WORK TASK: Once the line containing "let rem = angle % 360.0;" is found in the entries below, restate it and each following line word for word, stopping after the line containing "let clipped_lo = i64::from(lo).max(-i64::from(centre));".

SOURCE MATERIAL:
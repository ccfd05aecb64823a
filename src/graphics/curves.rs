//! Ellipses and arcs.
//!
//! Arc angles are in the canvas's arc units: `arc_angle_max` of them make a
//! full turn and `arc_angle_offset` (in degrees) rotates the zero direction.
//! Zero points along +x and angles grow towards +y, which is down the screen.

use crate::graphics::canvas::Canvas;
use crate::graphics::color::PixelColor;
use crate::graphics::sink::PixelSink;

/// Largest semi-axis the integer ellipse stepper handles.
pub const MAX_ELLIPSE_AXIS: i32 = 1 << 14;

/// Stand-in slope for an arc that ends exactly on the +x axis.
const FULL_TURN_END_SLOPE: f32 = -1_000_000.0;

/// Bring an angle into range the same way repeated +/-360 steps would:
/// negatives land in `[0, 360)`, values above a full turn in `(0, 360]`.
fn wrap_degrees(angle: f32) -> f32 {
    if angle < 0.0 {
        angle.rem_euclid(360.0)
    } else if angle > 360.0 {
        let rem = angle % 360.0;
        if rem == 0.0 {
            360.0
        } else {
            rem
        }
    } else {
        angle
    }
}

/// Narrow the centre-relative range `lo..=hi` to offsets that put
/// `centre + offset` inside `0..size`. An empty result has `lo > hi`.
fn clip_to_canvas(lo: i32, hi: i32, centre: i32, size: i32) -> (i32, i32) {
    let clipped_lo = i64::from(lo).max(-i64::from(centre));
    let clipped_hi = i64::from(hi).min(i64::from(size) - 1 - i64::from(centre));
    if clipped_lo > clipped_hi {
        return (1, 0);
    }
    // Both ends now lie within lo..=hi.
    (clipped_lo as i32, clipped_hi as i32)
}

/// Running bounding box of the arc's corner points.
struct ArcBounds {
    xmin: i32,
    xmax: i32,
    ymin: i32,
    ymax: i32,
}

impl ArcBounds {
    fn new() -> Self {
        Self {
            xmin: i32::MAX,
            xmax: i32::MIN,
            ymin: i32::MAX,
            ymax: i32::MIN,
        }
    }

    fn include(&mut self, r: f32, cos: f32, sin: f32) {
        let x = (r * cos) as i32;
        let y = (r * sin) as i32;
        self.xmin = self.xmin.min(x);
        self.xmax = self.xmax.max(x);
        self.ymin = self.ymin.min(y);
        self.ymax = self.ymax.max(y);
    }
}

impl<S, C> Canvas<S, C>
where
    S: PixelSink<C>,
    C: PixelColor,
{
    /// Midpoint ellipse with horizontal semi-axis `a` and vertical
    /// semi-axis `b`. In fill mode each step draws the mirrored horizontal
    /// spans above and below the centre instead of four pixels.
    ///
    /// Ellipses off the canvas or with a semi-axis past
    /// [`MAX_ELLIPSE_AXIS`] draw nothing.
    pub fn draw_ellipse(&mut self, cx: i32, cy: i32, a: i32, b: i32, fill: bool, color: C) {
        if a > MAX_ELLIPSE_AXIS || b > MAX_ELLIPSE_AXIS || !self.reaches(cx, cy, a, b) {
            return;
        }
        if a == 0 {
            self.vspan(cx, cy - b, 2 * b + 1, color);
            return;
        }
        if b == 0 {
            self.hspan(cx - a, cy, 2 * a + 1, color);
            return;
        }

        let a2 = i64::from(a) * i64::from(a);
        let b2 = i64::from(b) * i64::from(b);
        let two_a2 = 2 * a2;
        let two_b2 = 2 * b2;

        let mut x = 0i32;
        let mut y = b;
        let mut px = 0i64;
        let mut py = two_a2 * i64::from(y);

        // Decision values are kept at four times their true size so the
        // quarter and half terms stay integral.
        let mut p = 4 * b2 - 4 * a2 * i64::from(b) + a2;
        while px < py {
            self.ellipse_points(cx, cy, x, y, fill, color);
            x += 1;
            px += two_b2;
            if p < 0 {
                p += 4 * (b2 + px);
            } else {
                y -= 1;
                py -= two_a2;
                p += 4 * (b2 + px - py);
            }
        }

        let xx = 2 * i64::from(x) + 1;
        let ym = i64::from(y) - 1;
        p = b2 * xx * xx + 4 * a2 * ym * ym - 4 * a2 * b2;
        while y >= 0 {
            self.ellipse_points(cx, cy, x, y, fill, color);
            y -= 1;
            py -= two_a2;
            if p > 0 {
                p += 4 * (a2 - py);
            } else {
                x += 1;
                px += two_b2;
                p += 4 * (a2 - py + px);
            }
        }
    }

    fn ellipse_points(&mut self, cx: i32, cy: i32, x: i32, y: i32, fill: bool, color: C) {
        if fill {
            self.hspan(cx - x, cy + y, 2 * x + 1, color);
            if y != 0 {
                self.hspan(cx - x, cy - y, 2 * x + 1, color);
            }
        } else {
            self.draw_pixel(cx + x, cy + y, color);
            self.draw_pixel(cx - x, cy + y, color);
            self.draw_pixel(cx + x, cy - y, color);
            self.draw_pixel(cx - x, cy - y, color);
        }
    }

    /// Thick arc between `start` and `end`, in arc units.
    ///
    /// `thickness` pixels are taken inwards from `radius`. The configured
    /// offset is applied unless the call asks for the full turn from zero.
    #[allow(clippy::too_many_arguments)]
    pub fn draw_arc(
        &mut self,
        cx: i32,
        cy: i32,
        radius: i32,
        thickness: i32,
        start: f32,
        end: f32,
        color: C,
    ) {
        let max = self.arc_angle_max();
        if start == 0.0 && end == max {
            self.draw_arc_helper(cx, cy, radius, thickness, 0.0, max, color);
        } else {
            let shift = self.arc_angle_offset() / 360.0 * max;
            self.draw_arc_helper(cx, cy, radius, thickness, start + shift, end + shift, color);
        }
    }

    /// Rasterise the arc column by column over its bounding box, emitting
    /// at most two vertical spans per column. `start > end` (after
    /// wrapping) is split into `start..max` and `0..end`.
    #[allow(clippy::too_many_arguments)]
    fn draw_arc_helper(
        &mut self,
        cx: i32,
        cy: i32,
        radius: i32,
        thickness: i32,
        start: f32,
        end: f32,
        color: C,
    ) {
        let max = self.arc_angle_max();
        if radius <= 0 || max.is_nan() || max <= 0.0 || !start.is_finite() || !end.is_finite() {
            log::debug!("Arc skipped: radius {}, angles {}..{} of {}", radius, start, end, max);
            return;
        }
        if !self.reaches(cx, cy, radius, radius) {
            return;
        }
        let thickness = thickness.clamp(0, radius);

        let start_angle = wrap_degrees(start / max * 360.0);
        let end_angle = wrap_degrees(end / max * 360.0);

        if start_angle > end_angle {
            self.draw_arc_helper(cx, cy, radius, thickness, start_angle / 360.0 * max, max, color);
            self.draw_arc_helper(cx, cy, radius, thickness, 0.0, end_angle / 360.0 * max, color);
            return;
        }

        let (sin_start, cos_start) = start_angle.to_radians().sin_cos();
        let (sin_end, cos_end) = end_angle.to_radians().sin_cos();

        let mut bounds = ArcBounds::new();
        let outer = radius as f32;
        let inner = (radius - thickness) as f32;
        bounds.include(outer, cos_start, sin_start);
        bounds.include(outer, cos_end, sin_end);
        bounds.include(inner, cos_start, sin_start);
        bounds.include(inner, cos_end, sin_end);

        // Arcs that sweep across an axis reach the full radius there.
        if start_angle < 90.0 && end_angle > 90.0 {
            bounds.ymax = radius;
        }
        if start_angle < 180.0 && end_angle > 180.0 {
            bounds.xmin = -radius;
        }
        if start_angle < 270.0 && end_angle > 270.0 {
            bounds.ymin = -radius;
        }

        let sslope = cos_start / sin_start;
        let eslope = if end_angle == 360.0 {
            FULL_TURN_END_SLOPE
        } else {
            cos_end / sin_end
        };

        let hole = i64::from(radius - thickness);
        let ir2 = hole * hole;
        let or2 = i64::from(radius) * i64::from(radius);

        let inside = |x: i32, y: i32| -> bool {
            let (x64, y64) = (i64::from(x), i64::from(y));
            let d = x64 * x64 + y64 * y64;
            if d >= or2 || d < ir2 {
                return false;
            }
            let (fx, fy) = (x as f32, y as f32);
            let after_start = (y > 0 && start_angle < 180.0 && fx <= fy * sslope)
                || (y < 0 && start_angle > 180.0 && fx >= fy * sslope)
                || (y < 0 && start_angle <= 180.0)
                || (y == 0 && start_angle <= 180.0 && x < 0)
                || (y == 0 && start_angle == 0.0 && x > 0);
            let before_end = (y > 0 && end_angle < 180.0 && fx >= fy * eslope)
                || (y < 0 && end_angle > 180.0 && fx <= fy * eslope)
                || (y > 0 && end_angle >= 180.0)
                || (y == 0 && end_angle >= 180.0 && x < 0)
                || (y == 0 && start_angle == 0.0 && x > 0);
            after_start && before_end
        };

        // Only columns and rows that land on the canvas are scanned.
        let (xmin, xmax) = clip_to_canvas(bounds.xmin, bounds.xmax, cx, self.width());
        let (ymin, ymax) = clip_to_canvas(bounds.ymin, bounds.ymax, cy, self.height());
        for x in xmin..=xmax {
            // A column crosses the arc in at most two runs: an upper one
            // (y1) and, past the hole, a lower one (y2).
            let mut y1_start: Option<i32> = None;
            let mut y1_end: Option<i32> = None;
            let mut y2_start: Option<i32> = None;
            let mut y2_searching = false;

            let mut y = ymin;
            while y <= ymax {
                if inside(x, y) {
                    match (y1_start, y1_end, y2_start) {
                        (None, _, _) => y1_start = Some(y),
                        (Some(s1), Some(e1), None) => {
                            y2_start = Some(y);
                            // Guess the lower run matches the upper one and
                            // jump just past that; fall back to a scan if
                            // the guess overruns the box.
                            y += e1 - s1 + 1;
                            if y > ymax - 1 {
                                y -= e1 - s1 + 1;
                                y2_searching = true;
                            }
                        }
                        (_, _, Some(_)) if !y2_searching => y2_searching = true,
                        _ => {}
                    }
                } else if let (Some(s1), None) = (y1_start, y1_end) {
                    y1_end = Some(y - 1);
                    self.vspan(cx + x, cy + s1, y - s1, color);
                    if y < 0 {
                        y = y.abs();
                    } else {
                        break;
                    }
                } else if let Some(s2) = y2_start {
                    if y2_searching {
                        self.vspan(cx + x, cy + s2, y - s2, color);
                        y2_searching = false;
                        break;
                    }
                    y = s2;
                    y2_searching = true;
                }
                y += 1;
            }

            match (y1_start, y1_end, y2_start) {
                (Some(s1), None, _) => self.vspan(cx + x, cy + s1, ymax - s1 + 1, color),
                (_, _, Some(s2)) if y2_searching => {
                    self.vspan(cx + x, cy + s2, ymax - s2 + 1, color)
                }
                _ => {}
            }
        }
    }

    /// One-pixel arc stepped a degree at a time from `start` to `end`
    /// degrees. Ignores the arc offset and maximum.
    pub fn draw_simple_arc(&mut self, cx: i32, cy: i32, radius: i32, start: f32, end: f32, color: C) {
        if !start.is_finite() || !end.is_finite() {
            return;
        }
        let end = if end < start { end + 360.0 } else { end };
        // Past one turn every step repeats an earlier pixel.
        let steps = (end - start).min(360.0) as i32;
        let r = radius as f32;
        for i in 0..=steps {
            let (sin, cos) = (start + i as f32).to_radians().sin_cos();
            self.draw_pixel(
                cx.saturating_add((r * cos) as i32),
                cy.saturating_add((r * sin) as i32),
                color,
            );
        }
    }
}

WRITTEN RESPONSE:
        let rem = angle % 360.0;
        if rem == 0.0 {
            360.0
        } else {
            rem
        }
    } else {
        angle
    }
}

/// Narrow the centre-relative range `lo..=hi` to offsets that put
/// `centre + offset` inside `0..size`. An empty result has `lo > hi`.
fn clip_to_canvas(lo: i32, hi: i32, centre: i32, size: i32) -> (i32, i32) {
    let clipped_lo = i64::from(lo).max(-i64::from(centre));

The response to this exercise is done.